A complete transcription of the material, exact in every line, is what is wanted.

★ ★ ★ ★ ★ ★ ★

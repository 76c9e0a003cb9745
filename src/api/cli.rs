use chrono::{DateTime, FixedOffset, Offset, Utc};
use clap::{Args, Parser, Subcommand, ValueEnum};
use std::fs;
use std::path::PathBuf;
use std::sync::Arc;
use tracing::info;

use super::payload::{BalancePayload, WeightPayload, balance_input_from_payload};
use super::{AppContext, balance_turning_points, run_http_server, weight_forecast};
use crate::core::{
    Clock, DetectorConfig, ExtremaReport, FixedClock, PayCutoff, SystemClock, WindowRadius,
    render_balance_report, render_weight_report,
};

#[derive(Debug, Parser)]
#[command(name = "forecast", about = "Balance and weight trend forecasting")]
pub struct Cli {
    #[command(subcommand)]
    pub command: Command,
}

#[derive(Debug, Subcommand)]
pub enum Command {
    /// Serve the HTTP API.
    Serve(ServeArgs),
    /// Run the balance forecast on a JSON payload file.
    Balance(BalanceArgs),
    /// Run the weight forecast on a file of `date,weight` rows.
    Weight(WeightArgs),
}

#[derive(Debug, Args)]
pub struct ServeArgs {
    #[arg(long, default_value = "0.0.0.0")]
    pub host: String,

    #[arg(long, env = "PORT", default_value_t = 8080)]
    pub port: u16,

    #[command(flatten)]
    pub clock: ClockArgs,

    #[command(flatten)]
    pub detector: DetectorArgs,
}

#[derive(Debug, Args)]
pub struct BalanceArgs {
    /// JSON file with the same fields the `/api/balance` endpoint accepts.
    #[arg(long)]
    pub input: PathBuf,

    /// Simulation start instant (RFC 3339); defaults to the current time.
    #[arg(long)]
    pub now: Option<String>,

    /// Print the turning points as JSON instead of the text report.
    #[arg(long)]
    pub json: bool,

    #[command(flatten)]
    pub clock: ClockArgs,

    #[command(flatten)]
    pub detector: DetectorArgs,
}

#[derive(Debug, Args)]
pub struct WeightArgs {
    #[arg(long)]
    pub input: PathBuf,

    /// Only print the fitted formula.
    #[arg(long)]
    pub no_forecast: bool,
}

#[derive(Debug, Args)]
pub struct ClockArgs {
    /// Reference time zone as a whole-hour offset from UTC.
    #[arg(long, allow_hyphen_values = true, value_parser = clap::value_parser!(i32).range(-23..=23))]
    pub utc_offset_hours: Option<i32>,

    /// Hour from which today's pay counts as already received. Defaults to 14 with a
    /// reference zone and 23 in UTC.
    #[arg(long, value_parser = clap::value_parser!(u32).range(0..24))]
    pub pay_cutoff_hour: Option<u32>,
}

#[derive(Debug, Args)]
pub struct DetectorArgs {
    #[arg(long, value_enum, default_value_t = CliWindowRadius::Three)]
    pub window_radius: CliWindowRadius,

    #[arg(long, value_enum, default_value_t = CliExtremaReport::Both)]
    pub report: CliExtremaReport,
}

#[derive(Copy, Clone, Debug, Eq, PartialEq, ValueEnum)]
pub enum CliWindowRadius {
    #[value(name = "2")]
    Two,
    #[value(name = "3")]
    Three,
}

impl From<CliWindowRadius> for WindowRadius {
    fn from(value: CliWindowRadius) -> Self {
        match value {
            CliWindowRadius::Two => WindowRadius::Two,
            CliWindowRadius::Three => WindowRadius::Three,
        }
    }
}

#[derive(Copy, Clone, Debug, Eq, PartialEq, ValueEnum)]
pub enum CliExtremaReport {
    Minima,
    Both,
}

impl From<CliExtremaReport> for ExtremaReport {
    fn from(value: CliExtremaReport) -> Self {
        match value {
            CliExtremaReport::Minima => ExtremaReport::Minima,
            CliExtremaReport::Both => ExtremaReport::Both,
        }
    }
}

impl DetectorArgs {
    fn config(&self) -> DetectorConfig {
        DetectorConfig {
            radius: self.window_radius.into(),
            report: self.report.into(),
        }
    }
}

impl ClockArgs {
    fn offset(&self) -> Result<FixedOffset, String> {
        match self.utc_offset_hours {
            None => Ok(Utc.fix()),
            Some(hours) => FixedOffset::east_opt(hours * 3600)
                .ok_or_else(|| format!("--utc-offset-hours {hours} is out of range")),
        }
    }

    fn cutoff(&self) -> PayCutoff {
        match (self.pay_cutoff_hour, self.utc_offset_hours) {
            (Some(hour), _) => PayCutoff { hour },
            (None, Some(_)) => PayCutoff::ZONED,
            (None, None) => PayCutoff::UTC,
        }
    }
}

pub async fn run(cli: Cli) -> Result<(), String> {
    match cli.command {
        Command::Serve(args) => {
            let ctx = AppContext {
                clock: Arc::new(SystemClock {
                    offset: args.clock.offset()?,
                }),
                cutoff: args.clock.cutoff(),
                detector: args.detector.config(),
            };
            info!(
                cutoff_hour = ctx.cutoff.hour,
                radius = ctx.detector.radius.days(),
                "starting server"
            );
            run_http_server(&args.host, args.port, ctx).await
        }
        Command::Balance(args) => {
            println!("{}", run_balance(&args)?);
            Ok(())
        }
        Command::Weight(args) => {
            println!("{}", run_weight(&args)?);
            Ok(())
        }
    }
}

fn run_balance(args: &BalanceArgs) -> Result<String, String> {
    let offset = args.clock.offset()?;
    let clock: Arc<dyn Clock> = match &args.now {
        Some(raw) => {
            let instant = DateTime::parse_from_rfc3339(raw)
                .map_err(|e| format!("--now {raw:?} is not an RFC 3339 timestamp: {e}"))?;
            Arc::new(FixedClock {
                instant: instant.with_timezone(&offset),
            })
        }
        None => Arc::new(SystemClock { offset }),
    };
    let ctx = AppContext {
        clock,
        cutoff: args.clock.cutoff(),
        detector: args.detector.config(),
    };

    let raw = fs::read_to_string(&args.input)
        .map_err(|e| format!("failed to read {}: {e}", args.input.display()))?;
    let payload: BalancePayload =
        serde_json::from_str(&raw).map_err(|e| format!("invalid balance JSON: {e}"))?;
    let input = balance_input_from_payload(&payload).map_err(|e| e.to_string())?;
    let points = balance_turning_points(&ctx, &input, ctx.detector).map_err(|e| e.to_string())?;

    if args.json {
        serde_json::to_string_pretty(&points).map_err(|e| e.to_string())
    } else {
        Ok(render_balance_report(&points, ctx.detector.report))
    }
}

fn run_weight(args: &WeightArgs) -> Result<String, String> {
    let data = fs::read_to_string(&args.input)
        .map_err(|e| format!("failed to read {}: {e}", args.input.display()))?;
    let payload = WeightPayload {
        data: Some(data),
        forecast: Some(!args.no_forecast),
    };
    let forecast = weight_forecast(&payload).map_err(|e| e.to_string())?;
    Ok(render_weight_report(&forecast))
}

★ ★ ★ ★ ★ ★ ★

EXERCISE ANSWER
repository 76c9e0a003cb9745
filename src/api/cli.rs
use chrono::{DateTime, FixedOffset, Offset, Utc};
use clap::{Args, Parser, Subcommand, ValueEnum};
use std::fs;
use std::path::PathBuf;
use std::sync::Arc;
use tracing::info;

use super::payload::{BalancePayload, WeightPayload, balance_input_from_payload};
use super::{AppContext, balance_turning_points, run_http_server, weight_forecast};
use crate::core::{
    Clock, DetectorConfig, ExtremaReport, FixedClock, PayCutoff, SystemClock, WindowRadius,
    render_balance_report, render_weight_report,
};

#[derive(Debug, Parser)]
#[command(name = "forecast", about = "Balance and weight trend forecasting")]
pub struct Cli {
    #[command(subcommand)]
    pub command: Command,
}

#[derive(Debug, Subcommand)]
pub enum Command {
    /// Serve the HTTP API.
    Serve(ServeArgs),
    /// Run the balance forecast on a JSON payload file.
    Balance(BalanceArgs),
    /// Run the weight forecast on a file of `date,weight` rows.
    Weight(WeightArgs),
}

#[derive(Debug, Args)]
pub struct ServeArgs {
    #[arg(long, default_value = "0.0.0.0")]
    pub host: String,

    #[arg(long, env = "PORT", default_value_t = 8080)]
    pub port: u16,

    #[command(flatten)]
    pub clock: ClockArgs,

    #[command(flatten)]
    pub detector: DetectorArgs,
}

#[derive(Debug, Args)]
pub struct BalanceArgs {
    /// JSON file with the same fields the `/api/balance` endpoint accepts.
    #[arg(long)]
    pub input: PathBuf,

    /// Simulation start instant (RFC 3339); defaults to the current time.
    #[arg(long)]
    pub now: Option<String>,

    /// Print the turning points as JSON instead of the text report.
    #[arg(long)]
    pub json: bool,

    #[command(flatten)]
    pub clock: ClockArgs,

    #[command(flatten)]
    pub detector: DetectorArgs,
}

#[derive(Debug, Args)]
pub struct WeightArgs {
    #[arg(long)]
    pub input: PathBuf,

    /// Only print the fitted formula.
    #[arg(long)]
    pub no_forecast: bool,
}

#[derive(Debug, Args)]
pub struct ClockArgs {
    /// Reference time zone as a whole-hour offset from UTC.
    #[arg(long, allow_hyphen_values = true, value_parser = clap::value_parser!(i32).range(-23..=23))]
    pub utc_offset_hours: Option<i32>,

    /// Hour from which today's pay counts as already received. Defaults to 14 with a
    /// reference zone and 23 in UTC.
    #[arg(long, value_parser = clap::value_parser!(u32).range(0..24))]
    pub pay_cutoff_hour: Option<u32>,
}

#[derive(Debug, Args)]
pub struct DetectorArgs {
    #[arg(long, value_enum, default_value_t = CliWindowRadius::Three)]
    pub window_radius: CliWindowRadius,

    #[arg(long, value_enum, default_value_t = CliExtremaReport::Both)]
    pub report: CliExtremaReport,
}

#[derive(Copy, Clone, Debug, Eq, PartialEq, ValueEnum)]
pub enum CliWindowRadius {
    #[value(name = "2")]
    Two,
    #[value(name = "3")]
    Three,
}

impl From<CliWindowRadius> for WindowRadius {
    fn from(value: CliWindowRadius) -> Self {
        match value {
            CliWindowRadius::Two => WindowRadius::Two,
            CliWindowRadius::Three => WindowRadius::Three,
        }
    }
}

#[derive(Copy, Clone, Debug, Eq, PartialEq, ValueEnum)]
pub enum CliExtremaReport {
    Minima,
    Both,
}

impl From<CliExtremaReport> for ExtremaReport {
    fn from(value: CliExtremaReport) -> Self {
        match value {
            CliExtremaReport::Minima => ExtremaReport::Minima,
            CliExtremaReport::Both => ExtremaReport::Both,
        }
    }
}

impl DetectorArgs {
    fn config(&self) -> DetectorConfig {
        DetectorConfig {
            radius: self.window_radius.into(),
            report: self.report.into(),
        }
    }
}

impl ClockArgs {
    fn offset(&self) -> Result<FixedOffset, String> {
        match self.utc_offset_hours {
            None => Ok(Utc.fix()),
            Some(hours) => FixedOffset::east_opt(hours * 3600)
                .ok_or_else(|| format!("--utc-offset-hours {hours} is out of range")),
        }
    }

    fn cutoff(&self) -> PayCutoff {
        match (self.pay_cutoff_hour, self.utc_offset_hours) {
            (Some(hour), _) => PayCutoff { hour },
            (None, Some(_)) => PayCutoff::ZONED,
            (None, None) => PayCutoff::UTC,
        }
    }
}

pub async fn run(cli: Cli) -> Result<(), String> {
    match cli.command {
        Command::Serve(args) => {
            let ctx = AppContext {
                clock: Arc::new(SystemClock {
                    offset: args.clock.offset()?,
                }),
                cutoff: args.clock.cutoff(),
                detector: args.detector.config(),
            };
            info!(
                cutoff_hour = ctx.cutoff.hour,
                radius = ctx.detector.radius.days(),
                "starting server"
            );
            run_http_server(&args.host, args.port, ctx).await
        }
        Command::Balance(args) => {
            println!("{}", run_balance(&args)?);
            Ok(())
        }
        Command::Weight(args) => {
            println!("{}", run_weight(&args)?);
            Ok(())
        }
    }
}

fn run_balance(args: &BalanceArgs) -> Result<String, String> {
    let offset = args.clock.offset()?;
    let clock: Arc<dyn Clock> = match &args.now {
        Some(raw) => {
            let instant = DateTime::parse_from_rfc3339(raw)
                .map_err(|e| format!("--now {raw:?} is not an RFC 3339 timestamp: {e}"))?;
            Arc::new(FixedClock {
                instant: instant.with_timezone(&offset),
            })
        }
        None => Arc::new(SystemClock { offset }),
    };
    let ctx = AppContext {
        clock,
        cutoff: args.clock.cutoff(),
        detector: args.detector.config(),
    };

    let raw = fs::read_to_string(&args.input)
        .map_err(|e| format!("failed to read {}: {e}", args.input.display()))?;
    let payload: BalancePayload =
        serde_json::from_str(&raw).map_err(|e| format!("invalid balance JSON: {e}"))?;
    let input = balance_input_from_payload(&payload).map_err(|e| e.to_string())?;
    let points = balance_turning_points(&ctx, &input, ctx.detector).map_err(|e| e.to_string())?;

    if args.json {
        serde_json::to_string_pretty(&points).map_err(|e| e.to_string())
    } else {
        Ok(render_balance_report(&points, ctx.detector.report))
    }
}

fn run_weight(args: &WeightArgs) -> Result<String, String> {
    let data = fs::read_to_string(&args.input)
        .map_err(|e| format!("failed to read {}: {e}", args.input.display()))?;
    let payload = WeightPayload {
        data: Some(data),
        forecast: Some(!args.no_forecast),
    };
    let forecast = weight_forecast(&payload).map_err(|e| e.to_string())?;
    Ok(render_weight_report(&forecast))
}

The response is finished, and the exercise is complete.